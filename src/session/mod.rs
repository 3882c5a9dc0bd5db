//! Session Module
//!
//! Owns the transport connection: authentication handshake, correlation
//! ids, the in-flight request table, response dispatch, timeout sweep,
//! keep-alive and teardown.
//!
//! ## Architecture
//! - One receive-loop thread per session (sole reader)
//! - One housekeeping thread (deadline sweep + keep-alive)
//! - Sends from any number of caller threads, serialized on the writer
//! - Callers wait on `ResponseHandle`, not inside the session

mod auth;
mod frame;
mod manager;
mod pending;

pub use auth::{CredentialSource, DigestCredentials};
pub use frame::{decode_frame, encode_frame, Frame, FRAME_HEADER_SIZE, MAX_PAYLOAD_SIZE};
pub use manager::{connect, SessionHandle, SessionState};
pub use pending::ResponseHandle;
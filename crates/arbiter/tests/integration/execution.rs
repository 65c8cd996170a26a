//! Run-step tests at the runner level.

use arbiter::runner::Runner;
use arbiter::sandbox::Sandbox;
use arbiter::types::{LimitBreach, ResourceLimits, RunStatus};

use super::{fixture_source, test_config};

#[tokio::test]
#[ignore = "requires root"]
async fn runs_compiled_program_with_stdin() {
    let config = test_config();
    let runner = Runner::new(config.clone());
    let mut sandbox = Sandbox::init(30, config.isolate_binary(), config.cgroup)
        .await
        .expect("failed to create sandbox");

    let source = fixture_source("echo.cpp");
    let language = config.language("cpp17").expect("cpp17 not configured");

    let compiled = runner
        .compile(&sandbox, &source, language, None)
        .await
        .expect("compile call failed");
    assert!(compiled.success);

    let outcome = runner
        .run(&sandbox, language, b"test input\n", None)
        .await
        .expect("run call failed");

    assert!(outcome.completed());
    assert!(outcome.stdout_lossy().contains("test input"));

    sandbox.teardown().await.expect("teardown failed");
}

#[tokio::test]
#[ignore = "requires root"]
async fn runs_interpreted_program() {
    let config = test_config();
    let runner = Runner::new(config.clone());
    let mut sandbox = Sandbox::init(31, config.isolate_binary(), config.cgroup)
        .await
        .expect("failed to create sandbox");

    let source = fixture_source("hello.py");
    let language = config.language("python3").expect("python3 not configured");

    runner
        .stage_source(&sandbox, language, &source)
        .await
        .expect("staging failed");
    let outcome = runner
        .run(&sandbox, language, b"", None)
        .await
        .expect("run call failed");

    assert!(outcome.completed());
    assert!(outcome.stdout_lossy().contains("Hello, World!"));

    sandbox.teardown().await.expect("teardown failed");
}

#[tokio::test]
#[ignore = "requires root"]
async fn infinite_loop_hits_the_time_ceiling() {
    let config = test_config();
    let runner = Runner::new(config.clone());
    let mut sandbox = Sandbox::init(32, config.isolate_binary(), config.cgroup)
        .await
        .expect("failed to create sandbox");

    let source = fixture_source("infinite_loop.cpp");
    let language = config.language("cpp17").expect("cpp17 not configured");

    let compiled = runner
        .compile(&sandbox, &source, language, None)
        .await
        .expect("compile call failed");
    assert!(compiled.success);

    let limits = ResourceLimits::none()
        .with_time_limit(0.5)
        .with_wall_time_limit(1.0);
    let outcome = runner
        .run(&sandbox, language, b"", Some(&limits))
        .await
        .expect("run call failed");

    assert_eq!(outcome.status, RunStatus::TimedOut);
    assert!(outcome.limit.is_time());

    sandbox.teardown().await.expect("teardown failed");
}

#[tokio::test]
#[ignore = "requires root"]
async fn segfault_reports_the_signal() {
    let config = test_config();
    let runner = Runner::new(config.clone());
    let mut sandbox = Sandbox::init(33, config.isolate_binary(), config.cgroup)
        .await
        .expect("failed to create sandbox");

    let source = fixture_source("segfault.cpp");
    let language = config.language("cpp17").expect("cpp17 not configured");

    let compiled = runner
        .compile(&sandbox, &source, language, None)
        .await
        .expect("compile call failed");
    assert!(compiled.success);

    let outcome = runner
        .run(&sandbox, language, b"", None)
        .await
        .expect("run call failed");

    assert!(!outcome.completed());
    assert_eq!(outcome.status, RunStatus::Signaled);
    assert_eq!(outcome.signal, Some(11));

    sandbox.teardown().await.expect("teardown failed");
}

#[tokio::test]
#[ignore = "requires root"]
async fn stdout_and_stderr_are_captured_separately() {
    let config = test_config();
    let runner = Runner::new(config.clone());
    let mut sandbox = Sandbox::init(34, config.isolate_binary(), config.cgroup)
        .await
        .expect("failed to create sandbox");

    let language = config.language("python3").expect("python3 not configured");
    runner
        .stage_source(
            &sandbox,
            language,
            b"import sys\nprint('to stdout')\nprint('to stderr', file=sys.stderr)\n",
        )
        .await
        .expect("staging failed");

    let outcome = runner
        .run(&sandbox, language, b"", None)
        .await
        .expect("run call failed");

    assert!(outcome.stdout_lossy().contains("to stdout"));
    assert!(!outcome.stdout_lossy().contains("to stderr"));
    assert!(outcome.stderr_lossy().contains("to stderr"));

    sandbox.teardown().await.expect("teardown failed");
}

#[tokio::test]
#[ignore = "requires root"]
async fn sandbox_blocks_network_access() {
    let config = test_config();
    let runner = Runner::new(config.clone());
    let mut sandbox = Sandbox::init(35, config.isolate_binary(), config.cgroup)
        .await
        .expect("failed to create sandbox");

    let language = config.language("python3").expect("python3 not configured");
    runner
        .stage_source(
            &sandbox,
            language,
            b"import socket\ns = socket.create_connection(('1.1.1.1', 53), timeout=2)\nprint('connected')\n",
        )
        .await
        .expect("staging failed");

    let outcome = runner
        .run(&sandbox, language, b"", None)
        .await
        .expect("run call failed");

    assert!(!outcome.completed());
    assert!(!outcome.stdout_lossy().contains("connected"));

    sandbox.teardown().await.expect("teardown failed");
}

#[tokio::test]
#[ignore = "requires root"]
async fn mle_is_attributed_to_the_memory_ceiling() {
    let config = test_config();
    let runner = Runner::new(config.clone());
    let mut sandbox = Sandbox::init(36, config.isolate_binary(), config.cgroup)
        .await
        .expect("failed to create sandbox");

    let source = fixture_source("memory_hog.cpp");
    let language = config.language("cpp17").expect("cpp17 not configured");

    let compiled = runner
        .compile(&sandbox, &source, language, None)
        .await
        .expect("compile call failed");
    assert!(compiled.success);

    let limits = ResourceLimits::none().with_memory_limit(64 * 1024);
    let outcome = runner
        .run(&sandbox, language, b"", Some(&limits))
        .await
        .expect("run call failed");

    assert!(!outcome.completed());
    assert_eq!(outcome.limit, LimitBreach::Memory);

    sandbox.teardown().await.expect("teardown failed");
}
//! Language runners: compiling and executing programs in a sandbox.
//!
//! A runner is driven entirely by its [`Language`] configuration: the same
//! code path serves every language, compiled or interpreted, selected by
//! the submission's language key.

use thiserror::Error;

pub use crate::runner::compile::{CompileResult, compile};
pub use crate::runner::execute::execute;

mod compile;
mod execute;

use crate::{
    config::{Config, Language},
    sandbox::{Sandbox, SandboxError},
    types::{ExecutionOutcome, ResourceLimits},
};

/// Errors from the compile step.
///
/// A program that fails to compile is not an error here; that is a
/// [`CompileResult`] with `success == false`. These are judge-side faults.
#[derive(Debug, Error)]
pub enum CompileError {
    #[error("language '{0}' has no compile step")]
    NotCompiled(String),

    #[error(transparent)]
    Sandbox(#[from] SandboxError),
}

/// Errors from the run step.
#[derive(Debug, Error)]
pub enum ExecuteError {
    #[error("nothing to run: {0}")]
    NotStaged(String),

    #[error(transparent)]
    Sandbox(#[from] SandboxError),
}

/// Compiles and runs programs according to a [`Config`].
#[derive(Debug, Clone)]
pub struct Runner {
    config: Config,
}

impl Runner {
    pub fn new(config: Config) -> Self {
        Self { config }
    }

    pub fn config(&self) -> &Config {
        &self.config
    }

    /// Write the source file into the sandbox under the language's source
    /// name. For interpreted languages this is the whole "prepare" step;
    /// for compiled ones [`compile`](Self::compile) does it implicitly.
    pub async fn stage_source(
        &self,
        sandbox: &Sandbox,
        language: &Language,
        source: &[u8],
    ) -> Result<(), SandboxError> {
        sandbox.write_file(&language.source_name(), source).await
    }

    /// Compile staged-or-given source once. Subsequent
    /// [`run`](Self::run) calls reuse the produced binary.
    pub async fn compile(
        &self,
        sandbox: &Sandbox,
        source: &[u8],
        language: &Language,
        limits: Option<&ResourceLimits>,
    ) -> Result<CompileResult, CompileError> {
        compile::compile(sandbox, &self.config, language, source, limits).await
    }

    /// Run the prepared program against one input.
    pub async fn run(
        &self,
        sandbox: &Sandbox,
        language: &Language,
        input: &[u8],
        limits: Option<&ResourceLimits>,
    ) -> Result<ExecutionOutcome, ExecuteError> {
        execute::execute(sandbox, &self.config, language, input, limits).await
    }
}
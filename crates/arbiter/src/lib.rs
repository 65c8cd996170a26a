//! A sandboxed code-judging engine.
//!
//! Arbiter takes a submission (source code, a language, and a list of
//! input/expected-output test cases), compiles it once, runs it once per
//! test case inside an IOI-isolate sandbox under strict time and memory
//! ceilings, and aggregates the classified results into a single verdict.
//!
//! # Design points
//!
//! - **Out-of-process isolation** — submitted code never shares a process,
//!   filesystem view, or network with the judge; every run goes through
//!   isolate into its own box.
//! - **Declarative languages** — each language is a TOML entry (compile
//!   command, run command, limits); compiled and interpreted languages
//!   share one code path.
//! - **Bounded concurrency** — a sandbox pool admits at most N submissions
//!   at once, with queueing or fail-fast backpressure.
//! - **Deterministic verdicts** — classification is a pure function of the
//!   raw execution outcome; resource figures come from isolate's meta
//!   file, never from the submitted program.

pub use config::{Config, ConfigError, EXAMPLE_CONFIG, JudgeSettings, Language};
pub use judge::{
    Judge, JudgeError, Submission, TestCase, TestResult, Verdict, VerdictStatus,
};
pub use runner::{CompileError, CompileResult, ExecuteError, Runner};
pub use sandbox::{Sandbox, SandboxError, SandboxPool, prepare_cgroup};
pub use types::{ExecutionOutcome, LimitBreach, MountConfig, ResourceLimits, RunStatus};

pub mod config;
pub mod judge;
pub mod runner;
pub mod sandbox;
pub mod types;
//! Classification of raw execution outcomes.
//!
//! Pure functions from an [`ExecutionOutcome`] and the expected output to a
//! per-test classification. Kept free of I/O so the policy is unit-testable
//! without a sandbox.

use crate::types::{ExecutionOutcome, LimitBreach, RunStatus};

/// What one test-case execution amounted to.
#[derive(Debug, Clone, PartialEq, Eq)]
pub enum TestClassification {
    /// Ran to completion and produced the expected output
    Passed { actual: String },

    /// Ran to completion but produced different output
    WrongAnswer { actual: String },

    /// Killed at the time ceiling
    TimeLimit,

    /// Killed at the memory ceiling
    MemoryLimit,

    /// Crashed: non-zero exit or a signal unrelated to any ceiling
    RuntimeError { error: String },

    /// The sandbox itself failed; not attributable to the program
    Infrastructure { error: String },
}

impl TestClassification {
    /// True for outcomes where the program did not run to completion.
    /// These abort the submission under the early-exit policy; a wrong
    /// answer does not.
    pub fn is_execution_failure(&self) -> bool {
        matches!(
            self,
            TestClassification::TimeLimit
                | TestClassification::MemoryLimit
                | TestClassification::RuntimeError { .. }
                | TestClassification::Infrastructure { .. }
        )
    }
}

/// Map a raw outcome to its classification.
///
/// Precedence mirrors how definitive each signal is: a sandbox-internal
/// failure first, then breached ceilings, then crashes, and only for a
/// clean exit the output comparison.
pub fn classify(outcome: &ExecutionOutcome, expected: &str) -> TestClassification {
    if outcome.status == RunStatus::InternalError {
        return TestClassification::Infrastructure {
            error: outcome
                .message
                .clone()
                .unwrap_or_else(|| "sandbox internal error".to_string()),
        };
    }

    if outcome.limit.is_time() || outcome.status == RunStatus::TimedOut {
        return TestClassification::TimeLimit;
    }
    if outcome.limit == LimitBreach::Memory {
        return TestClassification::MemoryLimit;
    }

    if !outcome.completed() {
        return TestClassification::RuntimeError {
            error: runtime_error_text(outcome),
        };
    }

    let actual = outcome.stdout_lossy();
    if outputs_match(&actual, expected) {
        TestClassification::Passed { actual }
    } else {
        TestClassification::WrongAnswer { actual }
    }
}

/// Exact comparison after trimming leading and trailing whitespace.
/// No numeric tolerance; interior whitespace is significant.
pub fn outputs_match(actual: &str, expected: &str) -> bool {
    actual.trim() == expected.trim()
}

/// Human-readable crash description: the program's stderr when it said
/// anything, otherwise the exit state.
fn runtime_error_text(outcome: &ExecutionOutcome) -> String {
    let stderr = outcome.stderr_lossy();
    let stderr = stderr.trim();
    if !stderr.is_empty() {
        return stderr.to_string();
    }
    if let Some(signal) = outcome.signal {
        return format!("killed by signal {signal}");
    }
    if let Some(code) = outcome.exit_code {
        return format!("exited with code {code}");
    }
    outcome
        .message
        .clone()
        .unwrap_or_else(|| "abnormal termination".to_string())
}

**WORK REQUEST**
Where a line in the entries holds the word "step", copy that line.

**RESPONSE FOR THIS EXERCISE**
//! Run-step tests at the runner level.
/// Errors from the compile step.
    #[error("language '{0}' has no compile step")]
/// Errors from the run step.
    /// name. For interpreted languages this is the whole "prepare" step;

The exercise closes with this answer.